From the decay curve of the temperature graph, it appears that the firmware is filtering the temperature signal. Since it jumps up so quickly, I suspect that the thermister is indicating a much higher than 10-degree temperature change, but after filtering the result is a ten-degree change.

If the problem were a bad connection to the typical thermistor, the temperature would appear to be much lower, not much higher.

An electrical fault that would cause a typical negative temperature coefficient thermistor to indicate an intermittent high temperature could be a short circuit or some other condition that could cause 0 voltage across the thermister.

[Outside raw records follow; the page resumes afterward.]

// entities/post.rs
use sea_orm::entity::prelude::*;

#[derive(Clone, Debug, PartialEq, DeriveEntityModel)]
#[sea_orm(table_name = "posts")]
pub struct Model {
    #[sea_orm(primary_key)]
    pub id: i32,
    pub title: String,
    #[sea_orm(column_type = "Text")]
    pub content: String,
    pub is_public: bool,
    pub user_id: i32,
    pub created_at: DateTimeUtc,
}

#[derive(Copy, Clone, Debug, EnumIter, DeriveRelation)]
pub enum Relation {
    #[sea_orm(
        belongs_to = "super::user::Entity",
        from = "Column::UserId",
        to = "super::user::Column::Id",
        on_delete = "Cascade"
    )]
    User,
}

impl Related<super::user::Entity> for Entity {
    fn to() -> RelationDef {
        Relation::User.def()
    }
}

impl ActiveModelBehavior for ActiveModel {}
// entities/user.rs
use sea_orm::entity::prelude::*;

#[derive(Clone, Debug, PartialEq, DeriveEntityModel)]
#[sea_orm(table_name = "users")]
pub struct Model {
    #[sea_orm(primary_key)]
    pub id: i32,
    #[sea_orm(unique)]
    pub username: String,
    /// Argon2 PHC string, never the plaintext.
    pub password: String,
    pub created_at: DateTimeUtc,
}

#[derive(Copy, Clone, Debug, EnumIter, DeriveRelation)]
pub enum Relation {
    #[sea_orm(has_many = "super::post::Entity")]
    Post,
}

impl Related<super::post::Entity> for Entity {
    fn to() -> RelationDef {
        Relation::Post.def()
    }
}

impl ActiveModelBehavior for ActiveModel {}
//! Process configuration read from the environment.

use std::fmt;
use std::time::Duration;

/// Longest token lifetime accepted from `TOKEN_TTL_SECS` (one year).
pub const MAX_TOKEN_TTL: Duration = Duration::from_secs(365 * 24 * 60 * 60);

/// Runtime configuration for the server.
#[derive(Clone)]
pub struct Config {
    pub host: String,
    pub port: u16,
    pub database_url: String,
    /// HMAC secret used to sign and verify bearer tokens.
    pub jwt_secret: String,
    pub token_ttl: Duration,
}

impl Config {
    /// Load configuration from environment variables.
    ///
    /// Required: `DATABASE_URL`, `JWT_SECRET`.
    /// Optional: `HOST` (default `0.0.0.0`), `PORT` (default `5000`),
    /// `TOKEN_TTL_SECS` (default `3600`).
    pub fn from_env() -> anyhow::Result<Self> {
        let database_url = std::env::var("DATABASE_URL")
            .map_err(|_| anyhow::anyhow!("DATABASE_URL environment variable is required"))?;

        let jwt_secret = std::env::var("JWT_SECRET")
            .map_err(|_| anyhow::anyhow!("JWT_SECRET environment variable is required"))?;
        if jwt_secret.is_empty() {
            anyhow::bail!("JWT_SECRET must not be empty");
        }

        let host = std::env::var("HOST").unwrap_or_else(|_| "0.0.0.0".to_string());

        let port = match std::env::var("PORT") {
            Ok(raw) => raw
                .parse()
                .map_err(|e| anyhow::anyhow!("invalid PORT {raw:?}: {e}"))?,
            Err(_) => 5000,
        };

        let token_ttl = match std::env::var("TOKEN_TTL_SECS") {
            Ok(raw) => parse_token_ttl(&raw)?,
            Err(_) => Duration::from_secs(3600),
        };

        tracing::info!(
            host = %host,
            port,
            token_ttl_secs = token_ttl.as_secs(),
            "configuration loaded"
        );

        Ok(Self {
            host,
            port,
            database_url,
            jwt_secret,
            token_ttl,
        })
    }

    pub fn bind_addr(&self) -> String {
        format!("{}:{}", self.host, self.port)
    }
}

impl fmt::Debug for Config {
    fn fmt(&self, f: &mut fmt::Formatter<'_>) -> fmt::Result {
        f.debug_struct("Config")
            .field("host", &self.host)
            .field("port", &self.port)
            .field("database_url", &self.database_url)
            .field("jwt_secret", &"<redacted>")
            .field("token_ttl", &self.token_ttl)
            .finish()
    }
}

/// Parse a token lifetime in seconds, bounded by [`MAX_TOKEN_TTL`].
fn parse_token_ttl(raw: &str) -> anyhow::Result<Duration> {
    let secs: u64 = raw
        .parse()
        .map_err(|e| anyhow::anyhow!("invalid TOKEN_TTL_SECS {raw:?}: {e}"))?;
    let ttl = Duration::from_secs(secs);
    if ttl > MAX_TOKEN_TTL {
        anyhow::bail!(
            "TOKEN_TTL_SECS {secs} exceeds the maximum of {}",
            MAX_TOKEN_TTL.as_secs()
        );
    }
    Ok(ttl)
}
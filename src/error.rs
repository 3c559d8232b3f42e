//! Error types and their HTTP rendering.

use poem::error::{NotFoundError, ResponseError};
use poem::http::StatusCode;
use poem::web::Json;
use poem::{IntoResponse, Response};
use sea_orm::{DbErr, SqlErr};
use serde::Serialize;

/// Why the authorization gate rejected a request.
#[derive(Debug, Clone, Copy, PartialEq, Eq, thiserror::Error)]
pub enum AuthError {
    #[error("Missing Authorization header")]
    MissingHeader,

    #[error("Missing token")]
    MissingToken,

    /// Malformed, expired, or signed with another secret.
    #[error("Invalid token")]
    InvalidToken,
}

/// Failure talking to the relational store.
#[derive(Debug, thiserror::Error)]
pub enum StoreError {
    #[error("store unavailable: {0}")]
    Unavailable(#[source] DbErr),

    /// A unique constraint rejected the write.
    #[error("duplicate row: {0}")]
    Duplicate(#[source] DbErr),

    #[error("query failed: {0}")]
    QueryFailed(#[source] DbErr),
}

impl From<DbErr> for StoreError {
    fn from(err: DbErr) -> Self {
        if matches!(err.sql_err(), Some(SqlErr::UniqueConstraintViolation(_))) {
            return Self::Duplicate(err);
        }
        match err {
            DbErr::Conn(_) | DbErr::ConnectionAcquire(_) => Self::Unavailable(err),
            other => Self::QueryFailed(other),
        }
    }
}

/// Errors returned from request handlers.
///
/// The `Display` text is what the client sees in the `error` field, so the
/// 5xx variants carry a fixed message and keep the real cause as `source`.
#[derive(Debug, thiserror::Error)]
pub enum ApiError {
    #[error(transparent)]
    Auth(#[from] AuthError),

    #[error("Post not found")]
    NotFound,

    #[error("Not authorized")]
    Forbidden,

    #[error("Invalid credentials")]
    BadCredentials,

    #[error("Username already taken")]
    UsernameTaken,

    #[error("{message}")]
    Persistence {
        message: &'static str,
        #[source]
        source: StoreError,
    },

    #[error("{message}")]
    Internal {
        message: &'static str,
        #[source]
        source: anyhow::Error,
    },
}

impl ApiError {
    /// Wraps a store failure with the message shown to the client.
    pub fn persistence(message: &'static str) -> impl FnOnce(StoreError) -> Self {
        move |source| Self::Persistence { message, source }
    }

    pub fn internal<E>(message: &'static str) -> impl FnOnce(E) -> Self
    where
        E: Into<anyhow::Error>,
    {
        move |source| Self::Internal {
            message,
            source: source.into(),
        }
    }
}

/// JSON error response body.
#[derive(Debug, Clone, Serialize)]
struct ErrorBody {
    error: String,
}

impl ResponseError for ApiError {
    fn status(&self) -> StatusCode {
        match self {
            Self::Auth(_) | Self::BadCredentials => StatusCode::UNAUTHORIZED,
            Self::NotFound => StatusCode::NOT_FOUND,
            Self::Forbidden => StatusCode::FORBIDDEN,
            Self::UsernameTaken => StatusCode::CONFLICT,
            Self::Persistence { .. } | Self::Internal { .. } => StatusCode::INTERNAL_SERVER_ERROR,
        }
    }

    fn as_response(&self) -> Response {
        match self {
            Self::Persistence { message, source } => {
                tracing::error!(error = %source, "{message}");
            }
            Self::Internal { message, source } => {
                tracing::error!(error = %format!("{source:#}"), "{message}");
            }
            _ => {}
        }

        Json(ErrorBody {
            error: self.to_string(),
        })
        .with_status(self.status())
        .into_response()
    }
}

/// Renders an unmatched route like every other error.
pub(crate) async fn not_found(_: NotFoundError) -> impl IntoResponse {
    Json(ErrorBody {
        error: "Not found".to_string(),
    })
    .with_status(StatusCode::NOT_FOUND)
}

#[cfg(test)]
mod tests {
    use super::*;

    #[test]
    fn auth_errors_render_their_reason() {
        assert_eq!(
            ApiError::from(AuthError::MissingHeader).to_string(),
            "Missing Authorization header"
        );
        assert_eq!(ApiError::from(AuthError::MissingToken).to_string(), "Missing token");
        assert_eq!(ApiError::from(AuthError::InvalidToken).to_string(), "Invalid token");
    }

    #[test]
    fn status_codes() {
        assert_eq!(
            ApiError::from(AuthError::InvalidToken).status(),
            StatusCode::UNAUTHORIZED
        );
        assert_eq!(ApiError::NotFound.status(), StatusCode::NOT_FOUND);
        assert_eq!(ApiError::Forbidden.status(), StatusCode::FORBIDDEN);
        assert_eq!(ApiError::UsernameTaken.status(), StatusCode::CONFLICT);
    }

    #[test]
    fn store_failures_hide_their_cause() {
        let err = ApiError::persistence("Update failed")(StoreError::from(DbErr::Custom(
            "relation \"posts\" does not exist".into(),
        )));
        assert_eq!(err.status(), StatusCode::INTERNAL_SERVER_ERROR);
        assert_eq!(err.to_string(), "Update failed");
    }

    #[test]
    fn connection_errors_are_unavailable() {
        let err = StoreError::from(DbErr::Conn(sea_orm::RuntimeErr::Internal(
            "pool closed".into(),
        )));
        assert!(matches!(err, StoreError::Unavailable(_)));
        assert!(matches!(
            StoreError::from(DbErr::RecordNotFound("x".into())),
            StoreError::QueryFailed(_)
        ));
    }
}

Your circuitry may be different, but I would suggest that several circuits I've seen on 3D printers to sense temperature have one side of the thermistor connected to ground, with the other side connected both to a pull-up resistor to Vcc (+5 or +3.3 depending on the electronics) and to an analog input which samples (measures) the voltage. If the powered thermistor line shorts to ground anywhere, it will show 0 volts. If the pull-up resistor is disconnected from the power source, it will show 0 volts. If either thermistor line has extra connection resistance or has a bad connection, the voltage will be closer to Vcc than it should be.

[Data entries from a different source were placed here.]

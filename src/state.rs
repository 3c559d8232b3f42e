use std::sync::Arc;

use sea_orm::{ConnectOptions, Database, DatabaseConnection, DbErr};

use crate::config::Config;
use crate::token::TokenVerifier;

/// Shared handles injected into every handler at startup.
#[derive(Clone)]
pub struct AppState {
    pub db: DatabaseConnection,
    pub tokens: Arc<TokenVerifier>,
}

impl AppState {
    pub fn new(db: DatabaseConnection, tokens: TokenVerifier) -> Self {
        Self {
            db,
            tokens: Arc::new(tokens),
        }
    }

    /// Open the connection pool and build the token verifier from `config`.
    pub async fn connect(config: &Config) -> Result<Self, DbErr> {
        let mut opts = ConnectOptions::new(config.database_url.clone());
        opts.sqlx_logging(false);
        let db = Database::connect(opts).await?;
        tracing::info!("database connected");

        let tokens = TokenVerifier::new(config.jwt_secret.as_bytes(), config.token_ttl);
        Ok(Self::new(db, tokens))
    }
}
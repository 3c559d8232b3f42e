pub mod post;
pub mod user;
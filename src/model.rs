//! Fishery model types and the pure transition functions.

use crate::utils::check_num;
use anyhow::{Context, Result, bail};
use serde::{Deserialize, Serialize};
use std::fmt;

/// Biological and economic parameters of an episode.
#[derive(Debug, PartialEq, Clone, Copy, Serialize, Deserialize)]
pub struct Params {
    /// Stock size at the start of the episode.
    pub init_population: f64,
    /// Intrinsic growth rate per step (`r`).
    pub growth_rate: f64,
    /// Logistic ceiling of the stock (`K`).
    pub carrying_capacity: f64,
    /// Revenue per unit harvested.
    pub price: f64,
    /// Magnitude of the multiplicative growth noise (`sigma`).
    pub volatility: f64,
}

impl Default for Params {
    fn default() -> Self {
        Self {
            init_population: 0.75,
            growth_rate: 0.1,
            carrying_capacity: 1.0,
            price: 1.0,
            volatility: 0.0,
        }
    }
}

impl Params {
    /// Maximum sustainable yield of the logistic model, `r*K/4`.
    pub fn msy(&self) -> f64 {
        self.growth_rate * self.carrying_capacity / 4.0
    }

    /// Harvest baseline set at the start of every episode, half the MSY.
    pub fn initial_harvest(&self) -> f64 {
        self.msy() / 2.0
    }

    /// Check that the parameters describe a well-defined model.
    ///
    /// # Errors
    /// Returns an error naming the first offending parameter.
    pub fn validate(&self) -> Result<()> {
        check_num(self.init_population, 0.0..f64::INFINITY)
            .context("invalid initial population")?;
        check_num(self.growth_rate, -1.0..=3.0).context("invalid growth rate")?;
        check_num(self.carrying_capacity, f64::MIN_POSITIVE..f64::INFINITY)
            .context("invalid carrying capacity")?;
        check_num(self.price, 0.0..f64::INFINITY).context("invalid price")?;
        check_num(self.volatility, 0.0..f64::INFINITY).context("invalid volatility")?;
        Ok(())
    }
}

/// Mutable state of the simulation.
#[derive(Debug, PartialEq, Clone, Serialize, Deserialize)]
pub struct State {
    /// Current stock size, never negative.
    pub fish_population: f64,
    /// Latest harvest taken, also the baseline scaled by the next action.
    pub harvest: f64,
    /// Number of steps since the episode started.
    pub years_passed: usize,
}

impl State {
    /// Initial state for the given parameters.
    pub fn new(params: &Params) -> Self {
        Self {
            fish_population: params.init_population,
            harvest: params.initial_harvest(),
            years_passed: 0,
        }
    }
}

/// Harvest adjustment chosen by the agent each step.
#[derive(Debug, PartialEq, Eq, Clone, Copy, Serialize, Deserialize)]
pub enum Action {
    /// Keep the harvest baseline.
    Hold,
    /// Raise the harvest baseline by 20%.
    Increase,
    /// Lower the harvest baseline by 20%.
    Decrease,
}

impl Action {
    pub const ALL: [Action; 3] = [Action::Hold, Action::Increase, Action::Decrease];

    pub fn multiplier(self) -> f64 {
        match self {
            Action::Hold => 1.0,
            Action::Increase => 1.2,
            Action::Decrease => 0.8,
        }
    }

    pub fn index(self) -> usize {
        match self {
            Action::Hold => 0,
            Action::Increase => 1,
            Action::Decrease => 2,
        }
    }
}

impl TryFrom<usize> for Action {
    type Error = anyhow::Error;

    fn try_from(idx: usize) -> Result<Self> {
        match Action::ALL.get(idx) {
            Some(&action) => Ok(action),
            None => bail!("invalid action {idx}, must be one of 0, 1, 2"),
        }
    }
}

impl fmt::Display for Action {
    fn fmt(&self, f: &mut fmt::Formatter<'_>) -> fmt::Result {
        write!(f, "{}", self.index())
    }
}

/// Diagnostic payload of a step. Currently empty.
#[derive(Debug, PartialEq, Clone, Default, Serialize, Deserialize)]
pub struct Info {}

/// Outcome of advancing the environment by one step.
#[derive(Debug, PartialEq, Clone)]
pub struct Step<O> {
    pub observation: O,
    pub reward: f64,
    pub done: bool,
    pub info: Info,
}

/// Summary of a finished episode.
#[derive(Debug, PartialEq, Clone, Serialize, Deserialize)]
pub struct Record {
    /// Episode index within the run.
    pub episode: usize,
    /// Number of steps the episode lasted.
    pub length: usize,
    /// Sum of the rewards collected.
    pub total_reward: f64,
    /// Stock size at the end of the episode.
    pub final_population: f64,
    /// The stock collapsed before the time limit.
    pub collapsed: bool,
}

/// Remove up to `quota` fish from the stock and return the amount taken.
///
/// The amount taken becomes the new harvest baseline.
pub fn harvest_draw(state: &mut State, quota: f64) -> f64 {
    let taken = state.fish_population.min(quota);
    state.harvest = taken;
    state.fish_population = (state.fish_population - taken).max(0.0);
    taken
}

/// Stock after one step of logistic growth with noise sample `z ~ N(0,1)`.
pub fn population_draw(params: &Params, pop: f64, z: f64) -> f64 {
    let growth = params.growth_rate * pop * (1.0 - pop / params.carrying_capacity);
    let noise = pop * params.volatility * z;
    (pop + growth + noise).max(0.0)
}

/// Revenue for a realized harvest.
pub fn reward(params: &Params, taken: f64) -> f64 {
    (params.price * taken).max(0.0)
}

#[cfg(test)]
mod tests {
    use super::*;

    #[test]
    fn default_harvest_is_half_msy() {
        let params = Params::default();
        assert_eq!(params.msy(), 0.025);
        assert_eq!(params.initial_harvest(), 0.0125);
        assert_eq!(State::new(&params).harvest, 0.0125);
    }

    #[test]
    fn action_indices_map_to_multipliers() {
        assert_eq!(Action::try_from(0).unwrap().multiplier(), 1.0);
        assert_eq!(Action::try_from(1).unwrap().multiplier(), 1.2);
        assert_eq!(Action::try_from(2).unwrap().multiplier(), 0.8);
        for action in Action::ALL {
            assert_eq!(Action::try_from(action.index()).unwrap(), action);
        }
    }

    #[test]
    fn out_of_range_action_is_rejected() {
        let err = Action::try_from(3).unwrap_err();
        assert!(err.to_string().contains("invalid action"));
    }

    #[test]
    fn harvest_is_capped_at_stock() {
        let mut state = State {
            fish_population: 0.01,
            harvest: 0.0125,
            years_passed: 0,
        };
        let taken = harvest_draw(&mut state, 0.0125);
        assert_eq!(taken, 0.01);
        assert_eq!(state.harvest, 0.01);
        assert_eq!(state.fish_population, 0.0);
    }

    #[test]
    fn harvest_below_stock_is_taken_in_full() {
        let mut state = State::new(&Params::default());
        let taken = harvest_draw(&mut state, 0.0125);
        assert_eq!(taken, 0.0125);
        assert_eq!(state.fish_population, 0.75 - 0.0125);
    }

    #[test]
    fn zero_volatility_ignores_noise() {
        let params = Params::default();
        let a = population_draw(&params, 0.7375, 0.0);
        let b = population_draw(&params, 0.7375, 2.5);
        assert_eq!(a, b);
        assert!((a - 0.756859375).abs() < 1e-12);
    }

    #[test]
    fn population_is_clamped_at_zero() {
        let params = Params {
            volatility: 1.0,
            ..Params::default()
        };
        assert_eq!(population_draw(&params, 0.5, -5.0), 0.0);
        assert_eq!(population_draw(&params, 0.0, 1.0), 0.0);
    }

    #[test]
    fn stock_above_capacity_shrinks() {
        let params = Params::default();
        assert!(population_draw(&params, 1.5, 0.0) < 1.5);
    }

    #[test]
    fn reward_scales_with_price() {
        let params = Params {
            price: 2.0,
            ..Params::default()
        };
        assert_eq!(reward(&params, 0.5), 1.0);
        assert_eq!(reward(&params, 0.0), 0.0);
    }

    #[test]
    fn invalid_params_are_rejected() {
        assert!(Params::default().validate().is_ok());

        let cases = [
            Params {
                carrying_capacity: 0.0,
                ..Params::default()
            },
            Params {
                carrying_capacity: -1.0,
                ..Params::default()
            },
            Params {
                volatility: -0.1,
                ..Params::default()
            },
            Params {
                init_population: -0.5,
                ..Params::default()
            },
            Params {
                price: f64::NAN,
                ..Params::default()
            },
            Params {
                growth_rate: 5.0,
                ..Params::default()
            },
        ];
        for params in cases {
            assert!(params.validate().is_err(), "{params:?} should be invalid");
        }
    }
}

You could check this possibility by connecting a voltmeter or oscilloscope to the non-grounded thermister line, and then monitoring the voltage. The voltage should always appear to smoothly change (limited by the thermal physics of the bed. Try moving the bed and/or head through the range. Try tapping the bed, cables, and electronics while looking for a change. Any sudden change indicated a connection problem. The voltage going up indicates an open circuit to the thermistor. The voltage going down indicates a short.